*REQUIRED WORK*: Write out all entries word for word.

*DATASET RECORDS*:
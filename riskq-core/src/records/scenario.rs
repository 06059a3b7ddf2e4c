use serde::{Deserialize, Serialize};
use ts_rs::TS;

use crate::errors::RecordError;

use super::{normalize, split_scenario_key};

/// Scenario severity. Every risk file is assessed under all three.
#[derive(Debug, Clone, Copy, PartialEq, Eq, Hash, PartialOrd, Ord, Serialize, Deserialize, TS)]
#[ts(export)]
#[serde(rename_all = "snake_case")]
pub enum Scenario {
    Considerable,
    Major,
    Extreme,
}

impl Scenario {
    pub const ALL: [Scenario; 3] = [Scenario::Considerable, Scenario::Major, Scenario::Extreme];

    /// Suffix used in field keys (`h_c`, `dp_m`, `cc_e`).
    pub fn suffix(self) -> &'static str {
        match self {
            Scenario::Considerable => "c",
            Scenario::Major => "m",
            Scenario::Extreme => "e",
        }
    }

    pub fn from_suffix(suffix: &str) -> Option<Self> {
        match suffix {
            "c" => Some(Scenario::Considerable),
            "m" => Some(Scenario::Major),
            "e" => Some(Scenario::Extreme),
            _ => None,
        }
    }

    pub fn label(self) -> &'static str {
        match self {
            Scenario::Considerable => "Considerable",
            Scenario::Major => "Major",
            Scenario::Extreme => "Extreme",
        }
    }
}

/// Impact dimensions assessed per scenario.
#[derive(Debug, Clone, Copy, PartialEq, Eq, Hash, Serialize, Deserialize, TS)]
#[ts(export)]
#[serde(rename_all = "snake_case")]
pub enum ImpactDimension {
    Human,
    Societal,
    Environmental,
    Financial,
}

impl ImpactDimension {
    pub const ALL: [ImpactDimension; 4] = [
        ImpactDimension::Human,
        ImpactDimension::Societal,
        ImpactDimension::Environmental,
        ImpactDimension::Financial,
    ];

    pub fn label(self) -> &'static str {
        match self {
            ImpactDimension::Human => "Human",
            ImpactDimension::Societal => "Societal",
            ImpactDimension::Environmental => "Environmental",
            ImpactDimension::Financial => "Financial",
        }
    }

    /// The coded field holding this dimension's level.
    pub fn field(self) -> CodeField {
        match self {
            ImpactDimension::Human => CodeField::Human,
            ImpactDimension::Societal => CodeField::Societal,
            ImpactDimension::Environmental => CodeField::Environmental,
            ImpactDimension::Financial => CodeField::Financial,
        }
    }
}

/// The coded fields carried by every scenario.
#[derive(Debug, Clone, Copy, PartialEq, Eq, Hash, Serialize, Deserialize, TS)]
#[ts(export)]
#[serde(rename_all = "snake_case")]
pub enum CodeField {
    DirectProbability,
    Human,
    Societal,
    Environmental,
    Financial,
    ClimateChange,
}

impl CodeField {
    pub const ALL: [CodeField; 6] = [
        CodeField::DirectProbability,
        CodeField::Human,
        CodeField::Societal,
        CodeField::Environmental,
        CodeField::Financial,
        CodeField::ClimateChange,
    ];

    /// Base of the field key, before the scenario suffix.
    pub fn key(self) -> &'static str {
        match self {
            CodeField::DirectProbability => "dp",
            CodeField::Human => "h",
            CodeField::Societal => "s",
            CodeField::Environmental => "e",
            CodeField::Financial => "f",
            CodeField::ClimateChange => "cc",
        }
    }

    pub fn label(self) -> &'static str {
        match self {
            CodeField::DirectProbability => "Probability",
            CodeField::Human => "Human impact",
            CodeField::Societal => "Societal impact",
            CodeField::Environmental => "Environmental impact",
            CodeField::Financial => "Financial impact",
            CodeField::ClimateChange => "Climate change",
        }
    }

    pub fn from_key(key: &str) -> Option<Self> {
        CodeField::ALL.into_iter().find(|f| f.key() == key)
    }

    /// Full field key for one scenario, e.g. `h_c`.
    pub fn scenario_key(self, scenario: Scenario) -> String {
        format!("{}_{}", self.key(), scenario.suffix())
    }
}

/// Coded values for one scenario. Every value is a nullable ordinal code
/// such as `DP3` or `HA2`.
#[derive(Debug, Clone, Default, PartialEq, Eq, Serialize, Deserialize, TS)]
#[ts(export)]
pub struct ScenarioCodes {
    /// Direct probability.
    pub dp: Option<String>,
    /// Human impact.
    pub h: Option<String>,
    /// Societal impact.
    pub s: Option<String>,
    /// Environmental impact.
    pub e: Option<String>,
    /// Financial impact.
    pub f: Option<String>,
    /// Direct probability under the 2050 climate projection.
    pub cc: Option<String>,
}

impl ScenarioCodes {
    pub fn get(&self, field: CodeField) -> Option<&str> {
        match field {
            CodeField::DirectProbability => self.dp.as_deref(),
            CodeField::Human => self.h.as_deref(),
            CodeField::Societal => self.s.as_deref(),
            CodeField::Environmental => self.e.as_deref(),
            CodeField::Financial => self.f.as_deref(),
            CodeField::ClimateChange => self.cc.as_deref(),
        }
    }

    pub fn set(&mut self, field: CodeField, value: Option<String>) {
        let slot = match field {
            CodeField::DirectProbability => &mut self.dp,
            CodeField::Human => &mut self.h,
            CodeField::Societal => &mut self.s,
            CodeField::Environmental => &mut self.e,
            CodeField::Financial => &mut self.f,
            CodeField::ClimateChange => &mut self.cc,
        };
        *slot = normalize(value);
    }

    /// True when no field carries a value.
    pub fn is_empty(&self) -> bool {
        CodeField::ALL.iter().all(|f| self.get(*f).is_none())
    }
}

/// The three scenarios of a risk file or direct analysis.
#[derive(Debug, Clone, Default, PartialEq, Eq, Serialize, Deserialize, TS)]
#[ts(export)]
pub struct ScenarioSet {
    pub considerable: ScenarioCodes,
    pub major: ScenarioCodes,
    pub extreme: ScenarioCodes,
}

impl ScenarioSet {
    pub fn get(&self, scenario: Scenario) -> &ScenarioCodes {
        match scenario {
            Scenario::Considerable => &self.considerable,
            Scenario::Major => &self.major,
            Scenario::Extreme => &self.extreme,
        }
    }

    pub fn get_mut(&mut self, scenario: Scenario) -> &mut ScenarioCodes {
        match scenario {
            Scenario::Considerable => &mut self.considerable,
            Scenario::Major => &mut self.major,
            Scenario::Extreme => &mut self.extreme,
        }
    }

    /// Resolve a coded field key such as `h_c`. `None` when the key does
    /// not address a coded field.
    pub(crate) fn resolve(key: &str) -> Option<(CodeField, Scenario)> {
        let (base, scenario) = split_scenario_key(key)?;
        Some((CodeField::from_key(base)?, scenario))
    }

    pub(crate) fn field(&self, key: &str) -> Option<Option<&str>> {
        let (field, scenario) = Self::resolve(key)?;
        Some(self.get(scenario).get(field))
    }

    pub(crate) fn set_field(
        &mut self,
        entity: &'static str,
        key: &str,
        value: Option<String>,
    ) -> Result<(), RecordError> {
        let (field, scenario) = Self::resolve(key).ok_or_else(|| RecordError::UnknownField {
            entity,
            field: key.to_string(),
        })?;
        self.get_mut(scenario).set(field, value);
        Ok(())
    }
}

*TASK ANSWER*:
filename riskq-core/src/records/scenario.rs
repository 06059a3b7ddf2e4c
use serde::{Deserialize, Serialize};
use ts_rs::TS;

use crate::errors::RecordError;

use super::{normalize, split_scenario_key};

/// Scenario severity. Every risk file is assessed under all three.
#[derive(Debug, Clone, Copy, PartialEq, Eq, Hash, PartialOrd, Ord, Serialize, Deserialize, TS)]
#[ts(export)]
#[serde(rename_all = "snake_case")]
pub enum Scenario {
    Considerable,
    Major,
    Extreme,
}

impl Scenario {
    pub const ALL: [Scenario; 3] = [Scenario::Considerable, Scenario::Major, Scenario::Extreme];

    /// Suffix used in field keys (`h_c`, `dp_m`, `cc_e`).
    pub fn suffix(self) -> &'static str {
        match self {
            Scenario::Considerable => "c",
            Scenario::Major => "m",
            Scenario::Extreme => "e",
        }
    }

    pub fn from_suffix(suffix: &str) -> Option<Self> {
        match suffix {
            "c" => Some(Scenario::Considerable),
            "m" => Some(Scenario::Major),
            "e" => Some(Scenario::Extreme),
            _ => None,
        }
    }

    pub fn label(self) -> &'static str {
        match self {
            Scenario::Considerable => "Considerable",
            Scenario::Major => "Major",
            Scenario::Extreme => "Extreme",
        }
    }
}

/// Impact dimensions assessed per scenario.
#[derive(Debug, Clone, Copy, PartialEq, Eq, Hash, Serialize, Deserialize, TS)]
#[ts(export)]
#[serde(rename_all = "snake_case")]
pub enum ImpactDimension {
    Human,
    Societal,
    Environmental,
    Financial,
}

impl ImpactDimension {
    pub const ALL: [ImpactDimension; 4] = [
        ImpactDimension::Human,
        ImpactDimension::Societal,
        ImpactDimension::Environmental,
        ImpactDimension::Financial,
    ];

    pub fn label(self) -> &'static str {
        match self {
            ImpactDimension::Human => "Human",
            ImpactDimension::Societal => "Societal",
            ImpactDimension::Environmental => "Environmental",
            ImpactDimension::Financial => "Financial",
        }
    }

    /// The coded field holding this dimension's level.
    pub fn field(self) -> CodeField {
        match self {
            ImpactDimension::Human => CodeField::Human,
            ImpactDimension::Societal => CodeField::Societal,
            ImpactDimension::Environmental => CodeField::Environmental,
            ImpactDimension::Financial => CodeField::Financial,
        }
    }
}

/// The coded fields carried by every scenario.
#[derive(Debug, Clone, Copy, PartialEq, Eq, Hash, Serialize, Deserialize, TS)]
#[ts(export)]
#[serde(rename_all = "snake_case")]
pub enum CodeField {
    DirectProbability,
    Human,
    Societal,
    Environmental,
    Financial,
    ClimateChange,
}

impl CodeField {
    pub const ALL: [CodeField; 6] = [
        CodeField::DirectProbability,
        CodeField::Human,
        CodeField::Societal,
        CodeField::Environmental,
        CodeField::Financial,
        CodeField::ClimateChange,
    ];

    /// Base of the field key, before the scenario suffix.
    pub fn key(self) -> &'static str {
        match self {
            CodeField::DirectProbability => "dp",
            CodeField::Human => "h",
            CodeField::Societal => "s",
            CodeField::Environmental => "e",
            CodeField::Financial => "f",
            CodeField::ClimateChange => "cc",
        }
    }

    pub fn label(self) -> &'static str {
        match self {
            CodeField::DirectProbability => "Probability",
            CodeField::Human => "Human impact",
            CodeField::Societal => "Societal impact",
            CodeField::Environmental => "Environmental impact",
            CodeField::Financial => "Financial impact",
            CodeField::ClimateChange => "Climate change",
        }
    }

    pub fn from_key(key: &str) -> Option<Self> {
        CodeField::ALL.into_iter().find(|f| f.key() == key)
    }

    /// Full field key for one scenario, e.g. `h_c`.
    pub fn scenario_key(self, scenario: Scenario) -> String {
        format!("{}_{}", self.key(), scenario.suffix())
    }
}

/// Coded values for one scenario. Every value is a nullable ordinal code
/// such as `DP3` or `HA2`.
#[derive(Debug, Clone, Default, PartialEq, Eq, Serialize, Deserialize, TS)]
#[ts(export)]
pub struct ScenarioCodes {
    /// Direct probability.
    pub dp: Option<String>,
    /// Human impact.
    pub h: Option<String>,
    /// Societal impact.
    pub s: Option<String>,
    /// Environmental impact.
    pub e: Option<String>,
    /// Financial impact.
    pub f: Option<String>,
    /// Direct probability under the 2050 climate projection.
    pub cc: Option<String>,
}

impl ScenarioCodes {
    pub fn get(&self, field: CodeField) -> Option<&str> {
        match field {
            CodeField::DirectProbability => self.dp.as_deref(),
            CodeField::Human => self.h.as_deref(),
            CodeField::Societal => self.s.as_deref(),
            CodeField::Environmental => self.e.as_deref(),
            CodeField::Financial => self.f.as_deref(),
            CodeField::ClimateChange => self.cc.as_deref(),
        }
    }

    pub fn set(&mut self, field: CodeField, value: Option<String>) {
        let slot = match field {
            CodeField::DirectProbability => &mut self.dp,
            CodeField::Human => &mut self.h,
            CodeField::Societal => &mut self.s,
            CodeField::Environmental => &mut self.e,
            CodeField::Financial => &mut self.f,
            CodeField::ClimateChange => &mut self.cc,
        };
        *slot = normalize(value);
    }

    /// True when no field carries a value.
    pub fn is_empty(&self) -> bool {
        CodeField::ALL.iter().all(|f| self.get(*f).is_none())
    }
}

/// The three scenarios of a risk file or direct analysis.
#[derive(Debug, Clone, Default, PartialEq, Eq, Serialize, Deserialize, TS)]
#[ts(export)]
pub struct ScenarioSet {
    pub considerable: ScenarioCodes,
    pub major: ScenarioCodes,
    pub extreme: ScenarioCodes,
}

impl ScenarioSet {
    pub fn get(&self, scenario: Scenario) -> &ScenarioCodes {
        match scenario {
            Scenario::Considerable => &self.considerable,
            Scenario::Major => &self.major,
            Scenario::Extreme => &self.extreme,
        }
    }

    pub fn get_mut(&mut self, scenario: Scenario) -> &mut ScenarioCodes {
        match scenario {
            Scenario::Considerable => &mut self.considerable,
            Scenario::Major => &mut self.major,
            Scenario::Extreme => &mut self.extreme,
        }
    }

    /// Resolve a coded field key such as `h_c`. `None` when the key does
    /// not address a coded field.
    pub(crate) fn resolve(key: &str) -> Option<(CodeField, Scenario)> {
        let (base, scenario) = split_scenario_key(key)?;
        Some((CodeField::from_key(base)?, scenario))
    }

    pub(crate) fn field(&self, key: &str) -> Option<Option<&str>> {
        let (field, scenario) = Self::resolve(key)?;
        Some(self.get(scenario).get(field))
    }

    pub(crate) fn set_field(
        &mut self,
        entity: &'static str,
        key: &str,
        value: Option<String>,
    ) -> Result<(), RecordError> {
        let (field, scenario) = Self::resolve(key).ok_or_else(|| RecordError::UnknownField {
            entity,
            field: key.to_string(),
        })?;
        self.get_mut(scenario).set(field, value);
        Ok(())
    }
}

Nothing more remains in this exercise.